Campaign aims to bring climate science to every US high school
By Syl Kacapyr
The Cornell-affiliated Paleontological Research Institution (PRI) has launched a new partnership with the New York Sea Grant (NYSG) program and is in the second phase of a crowdfunding campaign in its quest to bring climate change science to every U.S. high school.
The crowdfunding effort began in 2017 with “The Teacher-Friendly Guide to Climate Change,” a 284-page book that provides teachers with perspectives, statistics and graphics for teaching climate science in the classroom. The book was edited by Ingrid Zabel, PRI’s climate change education manager; Don Duggan-Haas, PRI’s director of teacher programming; and Rob Ross, an adjunct professor of earth and atmospheric sciences and PRI’s associate director for outreach.
“It was originally part of a broader impact project we were working on with professor Natalie Mahowald,” said Ross. “Her grant had funds to publish the book, but it didn’t have funds to print and distribute on a broad scale.”
So PRI launched an online crowdfunding campaign to finance distribution of print and digital versions of the book to teachers across the country. Less than a year later, the book has reached 50,000 educators, including every public high school science teacher in New York City and a two-thirds of all science teachers in New York state.
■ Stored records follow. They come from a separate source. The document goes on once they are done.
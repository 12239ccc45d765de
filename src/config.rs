//! Configuration options for the mapping core.
//!
//! This module provides the [`MappingConfig`] struct. It is built once at
//! process start and handed to [`crate::MappingPipeline::new`]; the core only
//! reads it.

use crate::error::{MappingError, Result};
use serde::{Deserialize, Serialize};
use std::path::Path;

/// Configuration for rule evaluation and entity expansion.
///
/// # Examples
///
/// ```
/// use marc_mapping::MappingConfig;
///
/// let config = MappingConfig::new()
///     .with_holdings_grouping_field("effectiveLocationId")
///     .with_date_patterns(vec!["%Y-%m-%d".to_string()]);
/// assert_eq!(config.holdings_grouping_field, "effectiveLocationId");
/// ```
#[derive(Debug, Clone, PartialEq, Eq, Serialize, Deserialize)]
#[serde(rename_all = "camelCase", default)]
pub struct MappingConfig {
    /// Rule name whose distinct values split one holdings record into several.
    pub holdings_grouping_field: String,

    /// Rule names whose values must match an accepted value.
    ///
    /// For these foreign-key-like fields an unmatched value is suppressed
    /// instead of being written raw.
    pub accepted_value_required_fields: Vec<String>,

    /// Date patterns tried in order when normalizing extracted subfield values.
    ///
    /// Patterns use `chrono` format syntax. A value matching one of them is
    /// rewritten as ISO-8601 (`YYYY-MM-DD`).
    pub date_patterns: Vec<String>,
}

impl Default for MappingConfig {
    fn default() -> Self {
        Self {
            holdings_grouping_field: "permanentLocationId".to_string(),
            accepted_value_required_fields: vec![
                "vendor".to_string(),
                "materialSupplier".to_string(),
                "accessProvider".to_string(),
            ],
            date_patterns: vec![
                "%Y-%m-%d".to_string(),
                "%m/%d/%Y".to_string(),
                "%d.%m.%Y".to_string(),
                "%d-%m-%Y".to_string(),
            ],
        }
    }
}

impl MappingConfig {
    /// Creates a new configuration with default values.
    #[must_use]
    pub fn new() -> Self {
        Self::default()
    }

    /// Parse a configuration from JSON; absent keys keep their defaults.
    ///
    /// # Errors
    ///
    /// Returns an error if the document is not a JSON object of the expected shape.
    pub fn from_json_str(json: &str) -> Result<Self> {
        serde_json::from_str(json).map_err(|e| MappingError::InvalidProfile(e.to_string()))
    }

    /// Load a configuration from a JSON file.
    ///
    /// # Errors
    ///
    /// Returns an error if the file cannot be read or parsed.
    pub fn from_path(path: impl AsRef<Path>) -> Result<Self> {
        let json = std::fs::read_to_string(path)?;
        Self::from_json_str(&json)
    }

    /// Sets the holdings grouping field.
    #[must_use]
    pub fn with_holdings_grouping_field(mut self, name: impl Into<String>) -> Self {
        self.holdings_grouping_field = name.into();
        self
    }

    /// Sets the fields that require an accepted-value match.
    #[must_use]
    pub fn with_accepted_value_required_fields(mut self, names: Vec<String>) -> Self {
        self.accepted_value_required_fields = names;
        self
    }

    /// Sets the date patterns.
    #[must_use]
    pub fn with_date_patterns(mut self, patterns: Vec<String>) -> Self {
        self.date_patterns = patterns;
        self
    }

    /// Whether a rule name requires an accepted-value match.
    #[must_use]
    pub fn requires_accepted_value(&self, name: &str) -> bool {
        self.accepted_value_required_fields
            .iter()
            .any(|field| field == name)
    }
}

#[cfg(test)]
mod tests {
    use super::*;

    #[test]
    fn test_default_config() {
        let config = MappingConfig::default();
        assert_eq!(config.holdings_grouping_field, "permanentLocationId");
        assert!(config.requires_accepted_value("vendor"));
        assert!(!config.requires_accepted_value("title"));
        assert_eq!(config.date_patterns[0], "%Y-%m-%d");
    }

    #[test]
    fn test_partial_json_keeps_defaults() {
        let config = MappingConfig::from_json_str(r#"{"holdingsGroupingField": "locationId"}"#)
            .unwrap();
        assert_eq!(config.holdings_grouping_field, "locationId");
        assert_eq!(config.date_patterns.len(), 4);
    }

    #[test]
    fn test_builder_pattern() {
        let config = MappingConfig::new()
            .with_accepted_value_required_fields(vec!["acqUnitIds".to_string()])
            .with_date_patterns(Vec::new());
        assert!(config.requires_accepted_value("acqUnitIds"));
        assert!(!config.requires_accepted_value("vendor"));
        assert!(config.date_patterns.is_empty());
    }
}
With the goal of providing the book to 200,000 teachers, PRI has launched the second phase of its crowdfunding campaign through GiveGab, which has already raised more than $115,000.
Heather Renyck teaches earth and environmental sciences to ninth- and 12th-grade students at Bolivar-Richburg Central School in western New York and said while there are many online climate science resources, it can become difficult to find easily digestible and accurate information.
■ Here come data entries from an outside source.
//! Declarative mapping rules and profiles.
//!
//! A [`MappingProfile`] is an ordered list of [`MappingRule`]s. Each rule maps
//! one source expression to one destination path. Rules are plain data and
//! deserialize from the camelCase JSON documents supplied by the host:
//!
//! ```json
//! {
//!   "mappingRules": [
//!     { "name": "catalogedDate", "path": "instance.catalogedDate", "value": "###TODAY###" },
//!     {
//!       "name": "holdingsStatements",
//!       "path": "holdings.holdingsStatements[]",
//!       "repeatableFieldAction": "EXTEND_EXISTING",
//!       "subfields": [
//!         { "order": 0, "path": "holdings.holdingsStatements[]", "fields": [
//!           { "name": "statement", "path": "holdings.holdingsStatements[].statement", "value": "866$a" }
//!         ] }
//!       ]
//!     }
//!   ]
//! }
//! ```

use crate::error::{MappingError, Result};
use crate::value::MergePolicy;
use indexmap::IndexMap;
use serde::{Deserialize, Serialize};
use std::path::Path;

/// How a boolean destination field is set.
#[derive(Debug, Clone, Copy, PartialEq, Eq, Serialize, Deserialize)]
#[serde(rename_all = "SCREAMING_SNAKE_CASE")]
pub enum BoolAction {
    /// Set the field to `true`.
    AllTrue,
    /// Set the field to `false`.
    AllFalse,
    /// Leave the field as it is.
    AsIs,
    /// Remove the field.
    Remove,
}

/// One declarative instruction mapping a source expression to a destination path.
#[derive(Debug, Clone, PartialEq, Serialize, Deserialize)]
#[serde(rename_all = "camelCase")]
pub struct MappingRule {
    /// Destination path, e.g. `instance.statisticalCodeIds[]`.
    pub path: String,
    /// Logical field name, used for special handling (grouping, accepted-value enforcement).
    #[serde(default, skip_serializing_if = "Option::is_none")]
    pub name: Option<String>,
    /// Source expression.
    #[serde(default, rename = "value", skip_serializing_if = "Option::is_none")]
    pub expression: Option<String>,
    /// Disabled rules are skipped.
    #[serde(default = "default_enabled")]
    pub enabled: bool,
    /// Inside a repeatable group, a missing required field drops the item.
    #[serde(default)]
    pub required: bool,
    /// Boolean destination action.
    #[serde(
        default,
        rename = "booleanFieldAction",
        skip_serializing_if = "Option::is_none"
    )]
    pub bool_action: Option<BoolAction>,
    /// Merge policy of a repeatable-field rule.
    #[serde(
        default,
        rename = "repeatableFieldAction",
        skip_serializing_if = "Option::is_none"
    )]
    pub repeatable_action: Option<MergePolicy>,
    /// Groups of a repeatable-field rule, one per destination array position.
    #[serde(default, skip_serializing_if = "Vec::is_empty")]
    pub subfields: Vec<RepeatableGroup>,
    /// Destination identifier to display text (`"Main Library (MAIN)"`).
    #[serde(default, skip_serializing_if = "IndexMap::is_empty")]
    pub accepted_values: IndexMap<String, String>,
}

fn default_enabled() -> bool {
    true
}

/// One expected destination-array position of a repeatable-field rule.
#[derive(Debug, Clone, PartialEq, Serialize, Deserialize)]
#[serde(rename_all = "camelCase")]
pub struct RepeatableGroup {
    /// Evaluation order among sibling groups.
    #[serde(default)]
    pub order: i32,
    /// Destination path of the group.
    pub path: String,
    /// Field rules producing the properties of each item.
    #[serde(default)]
    pub fields: Vec<MappingRule>,
}

/// Evaluation path selected for a rule.
#[derive(Debug, Clone, Copy, PartialEq, Eq)]
pub enum RuleKind {
    /// A rule with groups and a repeatable action.
    Repeatable,
    /// A rule with an expression and no groups.
    Expression,
    /// A rule that only sets a boolean.
    Boolean,
    /// Nothing to evaluate.
    Empty,
}

impl MappingRule {
    /// Create an enabled expression rule.
    #[must_use]
    pub fn new(path: impl Into<String>, expression: impl Into<String>) -> Self {
        MappingRule {
            path: path.into(),
            name: None,
            expression: Some(expression.into()),
            enabled: true,
            required: false,
            bool_action: None,
            repeatable_action: None,
            subfields: Vec::new(),
            accepted_values: IndexMap::new(),
        }
    }

    /// Create an enabled repeatable-field rule.
    #[must_use]
    pub fn repeatable(
        path: impl Into<String>,
        action: MergePolicy,
        subfields: Vec<RepeatableGroup>,
    ) -> Self {
        MappingRule {
            path: path.into(),
            name: None,
            expression: None,
            enabled: true,
            required: false,
            bool_action: None,
            repeatable_action: Some(action),
            subfields,
            accepted_values: IndexMap::new(),
        }
    }

    /// Create an enabled boolean rule.
    #[must_use]
    pub fn boolean(path: impl Into<String>, action: BoolAction) -> Self {
        MappingRule {
            path: path.into(),
            name: None,
            expression: None,
            enabled: true,
            required: false,
            bool_action: Some(action),
            repeatable_action: None,
            subfields: Vec::new(),
            accepted_values: IndexMap::new(),
        }
    }

    /// Set the logical field name.
    #[must_use]
    pub fn with_name(mut self, name: impl Into<String>) -> Self {
        self.name = Some(name.into());
        self
    }

    /// Mark the rule as required.
    #[must_use]
    pub const fn with_required(mut self, required: bool) -> Self {
        self.required = required;
        self
    }

    /// Enable or disable the rule.
    #[must_use]
    pub const fn with_enabled(mut self, enabled: bool) -> Self {
        self.enabled = enabled;
        self
    }

    /// Set the merge policy used when the destination array exists.
    #[must_use]
    pub const fn with_repeatable_action(mut self, action: MergePolicy) -> Self {
        self.repeatable_action = Some(action);
        self
    }

    /// Set the accepted values.
    #[must_use]
    pub fn with_accepted_values(mut self, accepted_values: IndexMap<String, String>) -> Self {
        self.accepted_values = accepted_values;
        self
    }

    /// Which evaluation path applies to this rule.
    #[must_use]
    pub fn kind(&self) -> RuleKind {
        if !self.subfields.is_empty() && self.repeatable_action.is_some() {
            RuleKind::Repeatable
        } else if self.repeatable_action == Some(MergePolicy::DeleteExisting)
            && self.expression.is_none()
        {
            RuleKind::Repeatable
        } else if self
            .expression
            .as_deref()
            .is_some_and(|expr| !expr.trim().is_empty())
        {
            RuleKind::Expression
        } else if self.bool_action.is_some() {
            RuleKind::Boolean
        } else {
            RuleKind::Empty
        }
    }

    /// Logical name, falling back to the last path segment without array marker.
    #[must_use]
    pub fn field_name(&self) -> &str {
        match &self.name {
            Some(name) => name,
            None => {
                let last = self.path.rsplit('.').next().unwrap_or(&self.path);
                last.strip_suffix("[]").unwrap_or(last)
            }
        }
    }
}

impl RepeatableGroup {
    /// Create a group.
    #[must_use]
    pub fn new(order: i32, path: impl Into<String>, fields: Vec<MappingRule>) -> Self {
        RepeatableGroup {
            order,
            path: path.into(),
            fields,
        }
    }
}

/// An ordered list of mapping rules.
///
/// An absent rule list is a valid state: mapping with such a profile returns
/// the input document unchanged.
#[derive(Debug, Clone, PartialEq, Default, Serialize, Deserialize)]
pub struct MappingProfile {
    /// Rules in declaration order, or `None` when the profile carries no rule list.
    #[serde(rename = "mappingRules", default)]
    pub rules: Option<Vec<MappingRule>>,
}

#[derive(Deserialize)]
#[serde(untagged)]
enum ProfileDocument {
    Bare(Vec<MappingRule>),
    Wrapped(MappingProfile),
}

impl MappingProfile {
    /// Create a profile from rules.
    #[must_use]
    pub fn new(rules: Vec<MappingRule>) -> Self {
        MappingProfile { rules: Some(rules) }
    }

    /// Create a profile without a rule list.
    #[must_use]
    pub const fn absent() -> Self {
        MappingProfile { rules: None }
    }

    /// Parse a profile from JSON: either `{"mappingRules": [...]}` or a bare rule array.
    ///
    /// # Errors
    ///
    /// Returns an error if the document matches neither shape.
    pub fn from_json_str(json: &str) -> Result<Self> {
        let document: ProfileDocument = serde_json::from_str(json)
            .map_err(|e| MappingError::InvalidProfile(e.to_string()))?;
        Ok(match document {
            ProfileDocument::Wrapped(profile) => profile,
            ProfileDocument::Bare(rules) => MappingProfile::new(rules),
        })
    }

    /// Load a profile from a JSON file.
    ///
    /// # Errors
    ///
    /// Returns an error if the file cannot be read or parsed.
    pub fn from_path(path: impl AsRef<Path>) -> Result<Self> {
        let json = std::fs::read_to_string(path)?;
        Self::from_json_str(&json)
    }

    /// Enabled rules in declared order; empty for an absent rule list.
    pub fn enabled_rules(&self) -> impl Iterator<Item = &MappingRule> {
        self.rules.iter().flatten().filter(|rule| rule.enabled)
    }
}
“What makes this resource invaluable is the breadth and organization of climate science topics,” said Renyck. “I like the user interface, such as definitions in the margins, online resources in the chapters and useful footnotes. The authors of this book did a great job with making the big picture of climate science accessible to the layperson.”
PRI is also reaching teachers through a new series of workshops being administered with NYSG, a cooperative program of Cornell University and the State University of New York that administers a network of integrated research and education services around the state.
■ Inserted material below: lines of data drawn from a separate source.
//! Integration tests for rule evaluation against MARC-in-JSON records

mod common;

use chrono::NaiveDate;
use marc_mapping::reader::{evaluate, MarcRecordReader, RecordReader};
use marc_mapping::{
    BoolAction, MappingConfig, MappingError, MappingParameters, MappingRule, MergePolicy,
    TenantConfiguration, Value,
};

fn read(rule: &MappingRule) -> Value {
    let record = common::bib_record();
    let parameters = common::parameters();
    let config = MappingConfig::default();
    MarcRecordReader::new(&record, &parameters, &config)
        .read(rule)
        .expect("rule evaluates")
}

#[test]
fn test_title_concatenates_tokens() {
    let rule = MappingRule::new("instance.title", r#"245$a " " 245$b"#);
    assert_eq!(read(&rule), Value::string("Walden; or, Life in the woods"));
}

#[test]
fn test_two_codes_join_with_space() {
    let rule = MappingRule::new("instance.title", "245$a$c");
    assert_eq!(read(&rule), Value::string("Walden; Henry David Thoreau"));
}

#[test]
fn test_else_falls_back_to_next_clause() {
    let rule = MappingRule::new("instance.alternativeTitle", "246$a; else 245$a");
    assert_eq!(read(&rule), Value::string("Walden;"));

    let nothing = MappingRule::new("instance.alternativeTitle", "246$a; else 247$a");
    assert_eq!(read(&nothing), Value::Missing);
}

#[test]
fn test_byte_ranges() {
    assert_eq!(
        read(&MappingRule::new("instance.languages", "008/36-38")),
        Value::string("eng")
    );
    assert_eq!(
        read(&MappingRule::new("instance.dateOfPublication", "008/08-11")),
        Value::string("2020")
    );
    assert_eq!(
        read(&MappingRule::new("instance.modeOfIssuance", "LDR/08")),
        Value::string("m")
    );
    assert_eq!(
        read(&MappingRule::new("instance.x", "008/60-62")),
        Value::Missing
    );
}

#[test]
fn test_array_path_reads_every_occurrence() {
    let rule = MappingRule::new("instance.subjects[]", "650$a");
    assert_eq!(
        read(&rule),
        Value::list(["Nature", "Solitude"], MergePolicy::ExtendExisting)
    );

    let scalar = MappingRule::new("instance.subject", "650$a");
    assert_eq!(read(&scalar), Value::string("Nature"));
}

#[test]
fn test_array_literal_is_single_element() {
    let rule = MappingRule::new("instance.statisticalCodeIds[]", r#""code-1""#)
        .with_repeatable_action(MergePolicy::ExchangeExisting);
    assert_eq!(
        read(&rule),
        Value::list(["code-1"], MergePolicy::ExchangeExisting)
    );
}

#[test]
fn test_placeholders() {
    assert_eq!(
        read(&MappingRule::new("instance.catalogedDate", "###REMOVE###")),
        Value::removal()
    );

    let Value::Str { text, removal } = read(&MappingRule::new("instance.catalogedDate", "###TODAY###")) else {
        panic!("expected a date string");
    };
    assert!(!removal);
    assert!(NaiveDate::parse_from_str(&text, "%Y-%m-%d").is_ok());
}

#[test]
fn test_unresolvable_timezone_is_fatal() {
    let record = common::bib_record();
    let parameters = MappingParameters::new()
        .with_tenant_configuration(TenantConfiguration::with_timezone("Mars/Olympus_Mons"));
    let config = MappingConfig::default();

    let err = evaluate(
        &record,
        &MappingRule::new("instance.catalogedDate", "###TODAY###"),
        &parameters,
        &config,
    )
    .unwrap_err();
    assert!(matches!(err, MappingError::InvalidTimezone(_)));
}

#[test]
fn test_malformed_expression_degrades_to_missing() {
    assert_eq!(
        read(&MappingRule::new("instance.title", r#"245$a "unterminated"#)),
        Value::Missing
    );
    assert_eq!(
        read(&MappingRule::new("instance.title", "not-a-token")),
        Value::Missing
    );
}

#[test]
fn test_boolean_actions() {
    assert_eq!(
        read(&MappingRule::boolean("instance.staffSuppress", BoolAction::AllTrue)),
        Value::Bool(true)
    );
    assert_eq!(
        read(&MappingRule::boolean("instance.staffSuppress", BoolAction::AllFalse)),
        Value::Bool(false)
    );
    assert_eq!(
        read(&MappingRule::boolean("instance.staffSuppress", BoolAction::AsIs)),
        Value::Missing
    );
    assert_eq!(
        read(&MappingRule::boolean("instance.staffSuppress", BoolAction::Remove)),
        Value::removal()
    );
}

#[test]
fn test_accepted_values_from_reference_table() {
    let record = common::item_record(&[("MAIN", "b1"), ("Branch", "b2")]);
    let parameters = common::parameters();
    let config = MappingConfig::default();
    let reader = MarcRecordReader::new(&record, &parameters, &config);
    let locations = parameters.accepted_values("locations");

    let rule = MappingRule::new("holdings.permanentLocationId", "945$h")
        .with_accepted_values(locations.clone());
    assert_eq!(reader.read(&rule).unwrap(), Value::string("loc-main"));

    // Lenient fields pass unmatched values through.
    let lenient = MappingRule::new("holdings.locations[]", "945$h").with_accepted_values(locations.clone());
    assert_eq!(
        reader.read(&lenient).unwrap(),
        Value::list(["loc-main", "Branch"], MergePolicy::ExtendExisting)
    );

    // Strict fields suppress them.
    let strict = MappingRule::new("order.vendors[]", "945$h")
        .with_name("vendor")
        .with_accepted_values(locations);
    assert_eq!(
        reader.read(&strict).unwrap(),
        Value::list(["loc-main"], MergePolicy::ExtendExisting)
    );
}

#[test]
fn test_positional_correlation() {
    let record = common::item_record(&[("MAIN", "b1"), ("ANNEX", "b2")]);
    let parameters = common::parameters();
    let config = MappingConfig::default();
    let reader = MarcRecordReader::new(&record, &parameters, &config);

    let rule = MappingRule::new("item.formerIds[]", "945$i 945$h");
    assert_eq!(
        reader.read(&rule).unwrap(),
        Value::list(["b1MAIN", "b2ANNEX"], MergePolicy::ExtendExisting)
    );

    // One value against two accumulated ones is appended.
    let uneven = MappingRule::new("item.formerIds[]", "945$i 020$a");
    let mut only_one = common::item_record(&[("MAIN", "b1"), ("ANNEX", "b2")]);
    only_one.add_field(
        marc_mapping::DataField::builder("020", ' ', ' ')
            .subfield('a', "isbn")
            .build(),
    );
    let reader = MarcRecordReader::new(&only_one, &parameters, &config);
    assert_eq!(
        reader.read(&uneven).unwrap(),
        Value::list(["b1", "b2", "isbn"], MergePolicy::ExtendExisting)
    );
}

#[test]
fn test_dates_in_subfields_are_normalized() {
    let mut record = common::bib_record();
    record.add_field(
        marc_mapping::DataField::builder("902", ' ', ' ')
            .subfield('a', "03/04/2021")
            .build(),
    );
    let parameters = common::parameters();
    let config = MappingConfig::default();
    assert_eq!(
        evaluate(&record, &MappingRule::new("order.dateOrdered", "902$a"), &parameters, &config).unwrap(),
        Value::string("2021-03-04")
    );

    // Control field data is never treated as a date.
    assert_eq!(
        evaluate(&record, &MappingRule::new("instance.hrid", "001"), &parameters, &config).unwrap(),
        Value::string("in00000001")
    );
}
The first workshop, “Climate to Go!,” was held Aug. 7-9 at the New York City Department of Education’s Summer STEM Institute and helped 20 teachers develop activities and approaches to teaching about climate change.
“We thought that it would make sense to partner with colleagues at Cornell who have a physical presence in New York City and have already been working on local resilience issues,” said Ross.
The workshop included a full-day visit to Cornell Tech, where teachers toured the sustainably-designed campus and practiced a field activity using simple surveying tools, setting transects to visualize predicted sea-level rise over time. The field activity is included in a set of lesson plans NYSG developed with the New York State Department of Environmental Conservation.
Nordica Holochuck, NYSG’s Hudson River estuary specialist, said she received positive feedback from workshop attendees who plan to do the activity with their students.
“If a shoreline is available, we have teachers and students practice these transects at a local coastline,” said Holochuck. “This version is correlated to middle school, but can be scaled up to high school and college-level learning.”
There will be ongoing contact with teachers involved in the workshops as they begin to implement climate science lessons in the classroom, according to Alexandra Moore, a senior education associate at PRI. She said PRI will continue to look for opportunities to collaborate with different groups and help provide teachers with the tools they need to educate the next generation.
“Building a community of supporters is important,” said Moore, “and we’re getting people interested in the project, getting people excited in making sure that kids have access to really good education materials, that teachers are really well trained. We’ve got a nationwide cohort of people willing to step up and make sure this happens.”
Syl Kacapyr is public relations and content manager for the College of Engineering.